Das enge, tiefe Verhältnis zum fotografischen Bild sehen wir besonders in den Totenbettfotografien, die den Schluss der Ausstellung bilden. Fotografien zeigen den aufgebahrten Verstorbenen, alleine oder umgeben von Verwandten, oft im Bild sind Ventilatoren, weil der Raum möglichst gekühlt sein musste. Es wird ein Bild aufgenommen, das den Verstorbenen und am Kopfende sein Bild als Lebenden zeigt. Der Geist des Verblichenen ist in gewisser Weise ins Bild des damals Lebenden übergegangen und im Raum präsent. Okwui Enwezor, Leiter der Documenta 11, der 2. Johannisburger Biennale und heute Dekan am San Francisco Art Institute schreibt in seinem Essay im Buch, wie sehr ihn diese Bilder von Totenbetten beschäftigen und beeindrucken. Dann weist er auf das beunruhigende Foto von Edouard Méhomé hin, das nur das leere Bett mit dem Porträt zeigt. Er schreibt dann: „Das Porträt der Verstorbenen wurde als Ersatz für den abwesenden Körper aufgestellt und hat einen zentralen Platz in der Erinnerung an die Verstorbene eingenom­men. Hier wiederum spielt das fotografische Bild in ehemals traditionellen Gedächtnissystemen eine signifikante Rolle. Das Porträt besetzt einen Zwischenraum.
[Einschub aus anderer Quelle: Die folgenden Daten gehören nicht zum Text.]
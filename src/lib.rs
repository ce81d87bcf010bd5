//! An alternative evaluator backend for a lazy, purely functional
//! configuration language. Instead of walking the AST with a tree
//! interpreter, a restricted subset of expressions is compiled into a term
//! graph for an optimal-reduction graph-rewriting engine, reduced to normal
//! form, and the result is translated back into host values. Anything
//! outside the supported subset makes the whole attempt fall back to the
//! standard evaluator, with zero observable side effects.

pub mod backend;
pub mod compile;
pub mod encode;
pub mod extract;
pub mod lang;
pub mod net;

#[cfg(test)]
mod test;

pub use backend::{NetBackend, Stats};
pub use lang::ast::Expr;
pub use lang::symbol::{Symbol, SymbolTable};
pub use lang::value::{Accessor, Env, Value};
pub use net::runtime::RuntimeOptions;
Es existiert und vermittelt die Kluft zwischen dem Körperlichen und dem Spirituellen, zwischen den Lebenden und den Toten, zwischen der Geisterwelt der Ahnen und der lebendigen Welt ihrer Verwandten.“

In diesen Fotografien ist besonders deutlich spürbar, wie geladen die Fotografie in Bénin ist, wie sie aufgeladen, mit Bedeutung versehen, eine wichtige Funktion im Sozialleben und im Verhältnis von Leben und Tod – vom Leben im Tod und vom Tod im Leben – einnimmt.